• WHAT YOU HAVE TO DO: Write out the entries below exactly. End with the line that contains "a simple LCG".

• INPUT MATERIAL:
.....

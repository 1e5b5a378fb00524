//! Look-ahead contamination tests for every indicator.
//!
//! No indicator value at bar t may depend on price data from bar t+1 or later.
//!
//! Method: compute on a truncated series (bars 0..100) and the full series
//! (bars 0..200). Bars 0..100 must be identical between both runs.

use chrono::NaiveDate;
use stocklens_core::domain::{PriceBar, PriceSeries};
use stocklens_core::indicator::Indicator;
use stocklens_core::indicators::*;
use stocklens_core::{compute, IndicatorConfig};

/// N bars of synthetic OHLCV data with realistic variation.
fn make_test_bars(n: usize) -> Vec<PriceBar> {
    let base_date = NaiveDate::from_ymd_opt(2024, 1, 2).unwrap();
    let mut bars = Vec::with_capacity(n);
    let mut price = 100.0;

    for i in 0..n {
        // Deterministic pseudo-random walk using a simple LCG
        let seed = (i as u64).wrapping_mul(6364136223846793005).wrapping_add(1);
        let change = ((seed % 200) as f64 - 100.0) * 0.05;
        price += change;
        price = price.max(10.0);

        let open = price - 0.5;
        let close = price + 0.3;
        bars.push(PriceBar {
            date: base_date + chrono::Duration::days(i as i64),
            open,
            high: open.max(close) + 2.0,
            low: open.min(close) - 2.0,
            close,
            volume: 1000 + (i as u64 * 100),
        });
    }

    bars
}

fn assert_prefix_matches(name: &str, truncated: &[f64], full: &[f64]) {
    for (i, (&t, &f)) in truncated.iter().zip(full).enumerate() {
        if t.is_nan() && f.is_nan() {
            continue;
        }
        assert!(
            !t.is_nan() && !f.is_nan(),
            "{name}: NaN mismatch at bar {i} (truncated={t}, full={f})"
        );
        assert!(
            (t - f).abs() < 1e-10,
            "{name}: look-ahead contamination at bar {i}: truncated={t}, full={f}"
        );
    }
}

fn assert_no_lookahead(indicator: &dyn Indicator, full_bars: &[PriceBar], truncated_len: usize) {
    let truncated_result = indicator.compute(&full_bars[..truncated_len]);
    let full_result = indicator.compute(full_bars);

    assert_eq!(truncated_result.len(), truncated_len, "{}", indicator.name());
    assert_eq!(full_result.len(), full_bars.len(), "{}", indicator.name());
    assert_prefix_matches(indicator.name(), &truncated_result, &full_result);
}

#[test]
fn lookahead_sma() {
    let bars = make_test_bars(200);
    assert_no_lookahead(&Sma::new(10), &bars, 100);
    assert_no_lookahead(&Sma::new(50), &bars, 100);
}

#[test]
fn lookahead_ema() {
    let bars = make_test_bars(200);
    assert_no_lookahead(&Ema::new(12), &bars, 100);
    assert_no_lookahead(&Ema::new(26), &bars, 100);
}

#[test]
fn lookahead_daily_return() {
    let bars = make_test_bars(200);
    assert_no_lookahead(&DailyReturn, &bars, 100);
}

#[test]
fn lookahead_macd() {
    let bars = make_test_bars(200);
    assert_no_lookahead(&Macd::macd(12, 26, 9), &bars, 100);
    assert_no_lookahead(&Macd::signal(12, 26, 9), &bars, 100);
    assert_no_lookahead(&Macd::histogram(12, 26, 9), &bars, 100);
}

#[test]
fn lookahead_rsi() {
    let bars = make_test_bars(200);
    assert_no_lookahead(&Rsi::new(14), &bars, 100);
    assert_no_lookahead(&Rsi::new(7), &bars, 100);
}

#[test]
fn lookahead_bollinger() {
    let bars = make_test_bars(200);
    assert_no_lookahead(&Bollinger::upper(20, 2.0), &bars, 100);
    assert_no_lookahead(&Bollinger::middle(20, 2.0), &bars, 100);
    assert_no_lookahead(&Bollinger::lower(20, 2.0), &bars, 100);
    assert_no_lookahead(&Bollinger::std(20, 2.0), &bars, 100);
}

#[test]
fn lookahead_atr() {
    let bars = make_test_bars(200);
    assert_no_lookahead(&TrueRange, &bars, 100);
    assert_no_lookahead(&Atr::new(14), &bars, 100);
    assert_no_lookahead(&Atr::new(5), &bars, 100);
}

#[test]
fn lookahead_obv() {
    let bars = make_test_bars(200);
    assert_no_lookahead(&Obv, &bars, 100);
}

#[test]
fn lookahead_stochastic() {
    let bars = make_test_bars(200);
    assert_no_lookahead(&Stochastic::k(14, 3), &bars, 100);
    assert_no_lookahead(&Stochastic::d(14, 3), &bars, 100);
}

#[test]
fn lookahead_full_engine() {
    let bars = make_test_bars(200);
    let config = IndicatorConfig::default();
    let full = PriceSeries::new("TEST", bars.clone()).unwrap();
    let truncated = PriceSeries::new("TEST", bars[..100].to_vec()).unwrap();

    let full_out = compute(&full, &config).unwrap();
    let truncated_out = compute(&truncated, &config).unwrap();

    for (name, values) in truncated_out.iter() {
        let full_values = full_out.get_series(name).unwrap();
        assert_prefix_matches(name, values, &full_values[..100]);
    }
}
//! Price provider trait and structured error types.
//!
//! `PriceProvider` abstracts over where bars come from so the engine never
//! fetches anything itself. The cache sits above this trait; providers don't
//! know about it.

use super::csv_format::read_series;
use crate::domain::{PriceSeries, SeriesError};
use serde::{Deserialize, Serialize};
use std::fs::File;
use std::path::{Path, PathBuf};
use thiserror::Error;

/// Structured error types for data operations.
#[derive(Debug, Error)]
pub enum DataError {
    #[error("symbol not found: {symbol}")]
    SymbolNotFound { symbol: String },

    #[error("I/O error on {path}: {source}")]
    Io {
        path: String,
        #[source]
        source: std::io::Error,
    },

    #[error("CSV error: {0}")]
    Csv(#[from] csv::Error),

    #[error("parse error: {0}")]
    Parse(String),

    #[error("invalid price series: {0}")]
    InvalidSeries(#[from] SeriesError),

    #[error("cache error: {0}")]
    CacheError(String),

    #[error("all {attempts} attempts to fetch '{symbol}' failed: {last_error}")]
    RetriesExhausted {
        symbol: String,
        attempts: u32,
        last_error: String,
    },
}

impl DataError {
    pub(crate) fn io(path: &Path, source: std::io::Error) -> Self {
        Self::Io {
            path: path.display().to_string(),
            source,
        }
    }

    /// Whether retrying the same request could succeed.
    pub fn is_transient(&self) -> bool {
        matches!(self, Self::Io { .. } | Self::CacheError(_))
    }
}

/// Where a loaded series came from.
#[derive(Debug, Clone, Copy, PartialEq, Eq, Serialize, Deserialize)]
pub enum DataSource {
    Provider,
    Cache,
    /// Expired cache entry used because every provider attempt failed.
    StaleCache,
}

/// Trait for market-data providers.
pub trait PriceProvider: Send + Sync {
    /// Human-readable name of this provider.
    fn name(&self) -> &str;

    /// Fetch the full daily history for a symbol.
    fn fetch(&self, symbol: &str) -> Result<PriceSeries, DataError>;
}

/// Reads `{dir}/{SYMBOL}.csv` files, e.g. exports saved from a broker or
/// a finance site.
#[derive(Debug, Clone)]
pub struct CsvFileProvider {
    dir: PathBuf,
}

impl CsvFileProvider {
    pub fn new(dir: impl Into<PathBuf>) -> Self {
        Self { dir: dir.into() }
    }

    pub fn path_for(&self, symbol: &str) -> PathBuf {
        self.dir.join(format!("{}.csv", symbol.to_uppercase()))
    }
}

impl PriceProvider for CsvFileProvider {
    fn name(&self) -> &str {
        "csv-file"
    }

    fn fetch(&self, symbol: &str) -> Result<PriceSeries, DataError> {
        let path = self.path_for(symbol);
        if !path.exists() {
            return Err(DataError::SymbolNotFound {
                symbol: symbol.to_uppercase(),
            });
        }
        let file = File::open(&path).map_err(|e| DataError::io(&path, e))?;
        read_series(&symbol.to_uppercase(), file)
    }
}

#[cfg(test)]
mod tests {
    use super::*;
    use std::fs;

    #[test]
    fn csv_provider_reads_symbol_file() {
        let dir = tempfile::tempdir().unwrap();
        fs::write(
            dir.path().join("SPY.csv"),
            "date,open,high,low,close,volume\n\
             2024-01-02,100,102,99,101,1000\n\
             2024-01-03,101,103,100,102,1100\n",
        )
        .unwrap();

        let provider = CsvFileProvider::new(dir.path());
        let series = provider.fetch("spy").unwrap();
        assert_eq!(series.symbol(), "SPY");
        assert_eq!(series.len(), 2);
        assert_eq!(series.last().close, 102.0);
    }

    #[test]
    fn csv_provider_missing_symbol() {
        let dir = tempfile::tempdir().unwrap();
        let provider = CsvFileProvider::new(dir.path());
        assert!(matches!(
            provider.fetch("QQQ"),
            Err(DataError::SymbolNotFound { .. })
        ));
    }

    #[test]
    fn transient_classification() {
        assert!(!DataError::SymbolNotFound {
            symbol: "X".into()
        }
        .is_transient());
        assert!(DataError::CacheError("disk full".into()).is_transient());
    }
}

.....

• SOLUTION:
repository 1e5b5a378fb00524
//! Look-ahead contamination tests for every indicator.
//!
//! No indicator value at bar t may depend on price data from bar t+1 or later.
//!
//! Method: compute on a truncated series (bars 0..100) and the full series
//! (bars 0..200). Bars 0..100 must be identical between both runs.

use chrono::NaiveDate;
use stocklens_core::domain::{PriceBar, PriceSeries};
use stocklens_core::indicator::Indicator;
use stocklens_core::indicators::*;
use stocklens_core::{compute, IndicatorConfig};

/// N bars of synthetic OHLCV data with realistic variation.
fn make_test_bars(n: usize) -> Vec<PriceBar> {
    let base_date = NaiveDate::from_ymd_opt(2024, 1, 2).unwrap();
    let mut bars = Vec::with_capacity(n);
    let mut price = 100.0;

    for i in 0..n {
        // Deterministic pseudo-random walk using a simple LCG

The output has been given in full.